• _Instructions to follow_:
A line qualifies if it holds the string "AnalysisSnapshot". Copy every qualifying line from the records.

• _Task material_:
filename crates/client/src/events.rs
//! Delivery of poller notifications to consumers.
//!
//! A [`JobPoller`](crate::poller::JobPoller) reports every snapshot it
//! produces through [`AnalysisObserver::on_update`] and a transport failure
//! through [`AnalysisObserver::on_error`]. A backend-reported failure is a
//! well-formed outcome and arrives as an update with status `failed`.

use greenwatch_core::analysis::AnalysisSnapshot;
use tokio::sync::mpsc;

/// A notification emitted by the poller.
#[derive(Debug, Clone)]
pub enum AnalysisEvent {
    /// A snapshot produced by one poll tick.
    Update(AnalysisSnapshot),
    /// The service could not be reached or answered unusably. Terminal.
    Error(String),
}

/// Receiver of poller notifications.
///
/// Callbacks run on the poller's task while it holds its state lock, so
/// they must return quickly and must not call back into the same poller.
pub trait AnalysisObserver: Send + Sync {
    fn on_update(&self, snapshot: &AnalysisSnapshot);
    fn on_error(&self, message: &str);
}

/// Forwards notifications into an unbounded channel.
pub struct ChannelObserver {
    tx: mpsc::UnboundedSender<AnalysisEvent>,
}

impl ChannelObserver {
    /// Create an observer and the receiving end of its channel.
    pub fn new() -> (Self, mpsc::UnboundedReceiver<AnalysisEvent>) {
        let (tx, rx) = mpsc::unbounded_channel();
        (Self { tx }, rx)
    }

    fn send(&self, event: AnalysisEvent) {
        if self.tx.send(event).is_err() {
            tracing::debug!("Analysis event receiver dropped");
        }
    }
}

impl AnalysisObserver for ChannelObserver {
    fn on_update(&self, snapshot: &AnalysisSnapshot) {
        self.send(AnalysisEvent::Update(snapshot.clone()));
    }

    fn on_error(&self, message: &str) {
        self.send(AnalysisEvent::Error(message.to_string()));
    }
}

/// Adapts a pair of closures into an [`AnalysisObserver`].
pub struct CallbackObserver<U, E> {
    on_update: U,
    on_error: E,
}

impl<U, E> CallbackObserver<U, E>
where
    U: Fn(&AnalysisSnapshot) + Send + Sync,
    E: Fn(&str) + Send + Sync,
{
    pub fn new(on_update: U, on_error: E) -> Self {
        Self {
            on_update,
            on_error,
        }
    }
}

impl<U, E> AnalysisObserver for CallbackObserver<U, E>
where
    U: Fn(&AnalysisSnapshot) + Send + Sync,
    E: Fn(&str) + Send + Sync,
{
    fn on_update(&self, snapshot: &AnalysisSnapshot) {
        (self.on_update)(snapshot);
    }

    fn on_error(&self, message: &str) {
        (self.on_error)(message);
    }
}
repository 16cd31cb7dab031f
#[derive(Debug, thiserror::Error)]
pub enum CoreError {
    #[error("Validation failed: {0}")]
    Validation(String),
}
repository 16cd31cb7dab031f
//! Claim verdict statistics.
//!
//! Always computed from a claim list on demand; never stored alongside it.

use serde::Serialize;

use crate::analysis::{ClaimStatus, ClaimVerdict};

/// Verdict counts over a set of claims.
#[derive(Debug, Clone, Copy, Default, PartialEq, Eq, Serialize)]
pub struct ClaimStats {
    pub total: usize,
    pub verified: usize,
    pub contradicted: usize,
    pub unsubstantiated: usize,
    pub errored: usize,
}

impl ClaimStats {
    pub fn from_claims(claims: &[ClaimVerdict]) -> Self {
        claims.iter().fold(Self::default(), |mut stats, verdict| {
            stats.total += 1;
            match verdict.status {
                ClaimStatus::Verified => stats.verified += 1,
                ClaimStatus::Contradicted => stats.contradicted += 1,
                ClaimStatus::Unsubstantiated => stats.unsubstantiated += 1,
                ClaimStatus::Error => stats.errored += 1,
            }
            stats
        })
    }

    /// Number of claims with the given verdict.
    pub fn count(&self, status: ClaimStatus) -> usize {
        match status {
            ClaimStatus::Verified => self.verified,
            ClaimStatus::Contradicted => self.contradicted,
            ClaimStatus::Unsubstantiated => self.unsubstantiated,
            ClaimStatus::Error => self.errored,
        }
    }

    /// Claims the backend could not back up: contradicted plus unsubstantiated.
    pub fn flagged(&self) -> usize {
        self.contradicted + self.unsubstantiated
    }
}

• _Output below_:
use greenwatch_core::analysis::AnalysisSnapshot;
    Update(AnalysisSnapshot),
    fn on_update(&self, snapshot: &AnalysisSnapshot);
    fn on_update(&self, snapshot: &AnalysisSnapshot) {
    U: Fn(&AnalysisSnapshot) + Send + Sync,
    U: Fn(&AnalysisSnapshot) + Send + Sync,
    fn on_update(&self, snapshot: &AnalysisSnapshot) {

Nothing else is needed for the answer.